WebAIM - Web Accessibility In Mind

E-mail List Archives

Re: PDF Help Desk

for

From: Metzessible
Date: Sep 11, 2017 7:30AM


Hi Phil,

Thanks for reaching out. Unfortunately, I've only got stupid, selfish
reasons for using Github. Apologies this is so long, but I don't have time
to edit it to make it shorter.

To be honest, Github wasn't the natural environment I would have preferred
either, but I honestly didn't have much time to make something different.
When we moved to Western Massachusetts from Washington, DC, I sold all my
furniture, telling my wife I'd make new furniture for us if she bought me a
$3000 Sawstop. That was a year ago, stuff is still in boxes, and my wife is
becoming less patient. Further, I didn't like the existing platforms.

I made videos before joining TPG that took me forever. I just wanted to
know how to use video and captioning software, so I made them to learn
those applications. The videos are helpful, but Acrobat and Word have
changed so much since then, they're a bit outdated. I can change them or
edit as I see fit, but those bookshelves aren't going to make themselves.
Also, video is only good if the person is well known as an authority on the
subject. I specialize in a niche subject that most people tend to ignore.
If you follow me on Twitter, you'd know I mostly complain about stuff and
don't really use it to guide people to be better PDF craftspeople.
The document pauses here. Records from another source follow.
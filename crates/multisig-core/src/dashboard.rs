//! Owner-gated actions and summary figures for one multisig contract.

use std::sync::atomic::{AtomicBool, Ordering};
use std::sync::Arc;

use tracing::{error, info, warn};

use crate::contract::{ContractCall, ContractReader, ContractWriter};
use crate::error::SyncError;
use crate::sync::TransactionSync;
use crate::types::{MultisigTx, Receipt, Session, TxTab};
use crate::units::{format_native, parse_native};

const NOT_CONNECTED: &str = "Please connect your wallet";
const NOT_OWNER: &str = "Only the contract owner may propose transactions";
const NOT_CONFIGURED: &str = "Contract address not configured for this chain";
const BUSY: &str = "Another transaction is in progress";

/// Summary figures shown above the transaction list.
#[derive(Debug, Clone, PartialEq, Eq)]
pub struct Stats {
    pub signers: u32,
    pub required_confirmations: u32,
    pub pending: usize,
    /// `"<amount> <SYMBOL>"`, or `None` when the balance could not be read.
    pub balance: Option<String>,
}

/// Static figures the dashboard displays alongside live data.
#[derive(Debug, Clone, Copy, PartialEq, Eq)]
pub struct DisplayConfig {
    pub signers: u32,
    pub required_confirmations: u32,
    pub symbol: &'static str,
}

/// Result of a confirm/revoke/execute submission.
#[derive(Debug, Clone, PartialEq, Eq)]
pub enum WriteOutcome {
    Submitted { hash: String },
    Mined(Receipt),
}

pub struct Dashboard {
    session: Session,
    contract: Option<String>,
    reader: Arc<dyn ContractReader>,
    writer: Option<Arc<dyn ContractWriter>>,
    sync: TransactionSync,
    owner: Option<String>,
    writing: AtomicBool,
    display: DisplayConfig,
}

/// Clears the in-flight flag when a write finishes, however it finishes.
struct WritingGuard<'a>(&'a AtomicBool);

impl Drop for WritingGuard<'_> {
    fn drop(&mut self) {
        self.0.store(false, Ordering::Release);
    }
}

impl Dashboard {
    pub fn new(
        session: Session,
        contract: Option<String>,
        reader: Arc<dyn ContractReader>,
        writer: Option<Arc<dyn ContractWriter>>,
        sync: TransactionSync,
        display: DisplayConfig,
    ) -> Self {
        Self {
            session,
            contract,
            reader,
            writer,
            sync,
            owner: None,
            writing: AtomicBool::new(false),
            display,
        }
    }

    pub fn session(&self) -> &Session {
        &self.session
    }

    pub fn sync(&self) -> &TransactionSync {
        &self.sync
    }

    pub fn owner(&self) -> Option<&str> {
        self.owner.as_deref()
    }

    pub fn is_writing(&self) -> bool {
        self.writing.load(Ordering::Acquire)
    }

    /// Reads `owner()` from the contract. A failed read leaves the owner
    /// unknown, which in turn disables proposing.
    pub async fn load_owner(&mut self) -> Option<&str> {
        let Some(contract) = self.contract.as_deref() else {
            self.owner = None;
            return None;
        };
        self.owner = match self.reader.owner(contract).await {
            Ok(owner) => Some(owner),
            Err(e) => {
                warn!(%contract, error = %e, "failed to read contract owner");
                None
            }
        };
        self.owner.as_deref()
    }

    /// Connected and the connected account is the contract owner.
    pub fn is_owner(&self) -> bool {
        match (&self.session.account, &self.owner) {
            (Some(account), Some(owner)) => chain_eth::address::addresses_equal(account, owner),
            _ => false,
        }
    }

    /// Published transactions in `tab`, newest first.
    pub fn transactions(&self, tab: TxTab) -> Vec<MultisigTx> {
        self.sync
            .snapshot()
            .transactions
            .into_iter()
            .filter(|tx| tab.includes(tx))
            .collect()
    }

    pub async fn stats(&self) -> Stats {
        let pending = self.transactions(TxTab::Pending).len();
        let balance = match self.contract.as_deref() {
            Some(contract) => match self.reader.balance(contract).await {
                Ok(wei) => Some(format!("{} {}", format_native(wei), self.display.symbol)),
                Err(e) => {
                    warn!(%contract, error = %e, "failed to read wallet balance");
                    None
                }
            },
            None => None,
        };
        Stats {
            signers: self.display.signers,
            required_confirmations: self.display.required_confirmations,
            pending,
            balance,
        }
    }

    /// Proposes sending `amount` native units to `to` with optional hex
    /// calldata, waits for it to be mined, and refreshes the list.
    pub async fn propose(&self, to: &str, amount: &str, data: &str) -> Result<Receipt, SyncError> {
        let (writer, contract) = self.connected()?;
        if !self.is_owner() {
            return Err(SyncError::Action(NOT_OWNER.into()));
        }
        let contract = contract.ok_or_else(|| SyncError::Action(NOT_CONFIGURED.into()))?;

        if !chain_eth::address::validate_address(to).unwrap_or(false) {
            return Err(SyncError::Action(format!("Invalid recipient address: {to}")));
        }
        let call = ContractCall::Propose {
            to: to.to_string(),
            value: parse_native(amount)?,
            data: parse_calldata(data)?,
        };

        let _guard = self.begin_write()?;
        let hash = self.submit(writer.as_ref(), contract, &call).await?;
        let receipt = self.await_mined(writer.as_ref(), &hash).await?;
        info!(block = receipt.block_number, %hash, "proposal mined");
        self.refresh().await;
        Ok(receipt)
    }

    pub async fn confirm(&self, id: u64, wait: bool) -> Result<WriteOutcome, SyncError> {
        self.write_by_id(ContractCall::Confirm(id), wait).await
    }

    pub async fn revoke(&self, id: u64, wait: bool) -> Result<WriteOutcome, SyncError> {
        self.write_by_id(ContractCall::Revoke(id), wait).await
    }

    /// Quorum and timelock are enforced by the contract; a premature
    /// execute surfaces as a revert.
    pub async fn execute(&self, id: u64, wait: bool) -> Result<WriteOutcome, SyncError> {
        self.write_by_id(ContractCall::Execute(id), wait).await
    }

    async fn write_by_id(&self, call: ContractCall, wait: bool) -> Result<WriteOutcome, SyncError> {
        let (writer, contract) = self.connected()?;
        let contract = contract.ok_or_else(|| SyncError::Action(NOT_CONFIGURED.into()))?;

        let _guard = self.begin_write()?;
        let hash = self.submit(writer.as_ref(), contract, &call).await?;
        if !wait {
            return Ok(WriteOutcome::Submitted { hash });
        }
        let receipt = self.await_mined(writer.as_ref(), &hash).await?;
        self.refresh().await;
        Ok(WriteOutcome::Mined(receipt))
    }

    fn connected(&self) -> Result<(&Arc<dyn ContractWriter>, Option<&str>), SyncError> {
        match (&self.writer, self.session.is_connected()) {
            (Some(writer), true) => Ok((writer, self.contract.as_deref())),
            _ => Err(SyncError::Action(NOT_CONNECTED.into())),
        }
    }

    fn begin_write(&self) -> Result<WritingGuard<'_>, SyncError> {
        self.writing
            .compare_exchange(false, true, Ordering::AcqRel, Ordering::Acquire)
            .map_err(|_| SyncError::Action(BUSY.into()))?;
        Ok(WritingGuard(&self.writing))
    }

    async fn submit(
        &self,
        writer: &dyn ContractWriter,
        contract: &str,
        call: &ContractCall,
    ) -> Result<String, SyncError> {
        writer.submit(contract, call).await.map_err(|e| {
            error!(call = call.name(), error = %e, "submission failed");
            e
        })
    }

    async fn await_mined(&self, writer: &dyn ContractWriter, hash: &str) -> Result<Receipt, SyncError> {
        let receipt = writer.wait_for_receipt(hash).await?;
        if !receipt.success {
            return Err(SyncError::Reverted(hash.to_string()));
        }
        Ok(receipt)
    }

    /// Refresh failures are recorded in the sync state, not returned: the
    /// write itself already succeeded.
    async fn refresh(&self) {
        if let Err(e) = self.sync.refetch().await {
            warn!(error = %e, "refetch after write failed");
        }
    }
}

/// Parses optional `0x`-prefixed calldata; empty input means no calldata.
fn parse_calldata(data: &str) -> Result<Vec<u8>, SyncError> {
    let trimmed = data.trim();
    if trimmed.is_empty() || trimmed == "0x" {
        return Ok(Vec::new());
    }
    let digits = trimmed
        .strip_prefix("0x")
        .ok_or_else(|| SyncError::Action("Calldata must start with 0x".into()))?;
    hex::decode(digits).map_err(|e| SyncError::Action(format!("Invalid calldata: {e}")))
}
Also, those videos on YouTube are long and technical and most likely raise
questions instead of putting an end to confusion altogether. Which means
that blogs, listservs, or wikis wouldn't work either. Sure, you can have
discussions via comments or responses, but it's hard to track the context
of things. Eventually information becomes terribly scattered and makes
Twitter's threading system look appealing in comparison.
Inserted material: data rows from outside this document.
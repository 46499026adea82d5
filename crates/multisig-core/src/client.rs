//! Wires configuration into a ready-to-use [`Dashboard`].

use std::sync::Arc;

use secrecy::SecretString;
use tracing::info;

use crate::cache::FileStore;
use crate::config::ClientConfig;
use crate::contract::{ContractReader, ContractWriter, RpcReader, RpcSigner};
use crate::dashboard::{Dashboard, DisplayConfig};
use crate::error::SyncError;
use crate::rpc::RpcClient;
use crate::sync::TransactionSync;
use crate::types::Session;

/// Connects to the configured node and assembles the dashboard.
///
/// With a signer key the session is connected as the key's address and
/// writes are enabled. Without one, `config.account` (if any) is used for
/// owner display only.
pub async fn connect(
    config: &ClientConfig,
    signer_key: Option<SecretString>,
) -> Result<Dashboard, SyncError> {
    let rpc = RpcClient::new(config.resolved_rpc_url()?, config.request_timeout())?;

    let node_chain = rpc.chain_id().await?;
    if node_chain != config.chain_id {
        return Err(SyncError::Config(format!(
            "node at {} reports chain {node_chain}, configured chain is {}",
            rpc.url(),
            config.chain_id
        )));
    }

    let writer: Option<Arc<dyn ContractWriter>> = match signer_key {
        Some(key) => Some(Arc::new(RpcSigner::new(
            rpc.clone(),
            config.chain_id,
            key,
            config.receipt_polling(),
        )?)),
        None => None,
    };

    let session = Session {
        account: writer
            .as_ref()
            .map(|w| w.account().to_string())
            .or_else(|| config.account.clone()),
        chain_id: config.chain_id,
    };

    let contract = config.multisig_address().map(str::to_string);
    let reader: Arc<dyn ContractReader> = Arc::new(RpcReader::new(rpc.clone()));
    let store = Arc::new(FileStore::open(&config.cache_dir)?);
    let sync = TransactionSync::new(
        Some(reader.clone()),
        contract.clone(),
        store,
        config.cache_policy(),
    );

    info!(
        rpc = rpc.url(),
        chain_id = config.chain_id,
        contract = contract.as_deref().unwrap_or("<none>"),
        account = session.account.as_deref().unwrap_or("<none>"),
        "client connected"
    );

    Ok(Dashboard::new(
        session,
        contract,
        reader,
        writer,
        sync,
        DisplayConfig {
            signers: config.signers,
            required_confirmations: config.required_confirmations,
            symbol: config.native_symbol(),
        },
    ))
}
The other problem specifically with Wikis is that they are only as good as
the amount of citations they provide. As I said here and elsewhere, there
is a lot of resources out there. Often it's conflicting advice, but
sometimes it's mostly just a personal choice to use sketchy information
aggregated by a trusted third-party. A perfect example is relying on the
recommendations for remediating PDFs from WCAG. It relies on using specific
proprietary technology to make a PDF instead of actually explaining how
WCAG theoretically applies to this type of web content. Also, it leads one
to believe that making accessible PDFs can only be accomplished by using
Word. For example, I made a PDF/UA document from a terribly low resolution
scanned image so a visually impaired buddy from SSB Bart could drink beers
with us one day. That information is not in WCAG.

I wanted a place for experts to share advice for what works for them. I
also wanted a single place I can store my own advice for things I come
across in the field. The focus is less on relying on the authority of a
random reference, but instead about someone who has done it before.
Accessibility specifications generally can be applied to something that is
testable. So if advice doesn't work exactly as it's intended per a comment
in Github, we can discuss it further.

I like Github's project management tools. They're not great, but they might
work well for this scenario. When I'm bored again, I can post examples of
things that have worked for me in the Code section, and people can discuss
those in the Issues section. I wouldn't talk about the readme file, because
that thing is just to tell people what the heck this thing is.

The thing about PDF is that no matter what the error is, the solution is
generally the same no matter what. This is a bold claim to make, but
everything is based on the file format specification. The problem is
determining which problem is occurring in the first place. A 300 page PDF
might seem like it's totally corrupt, but it could just be a parsing error.
Adjusting a tag here or there might fix the whole thing.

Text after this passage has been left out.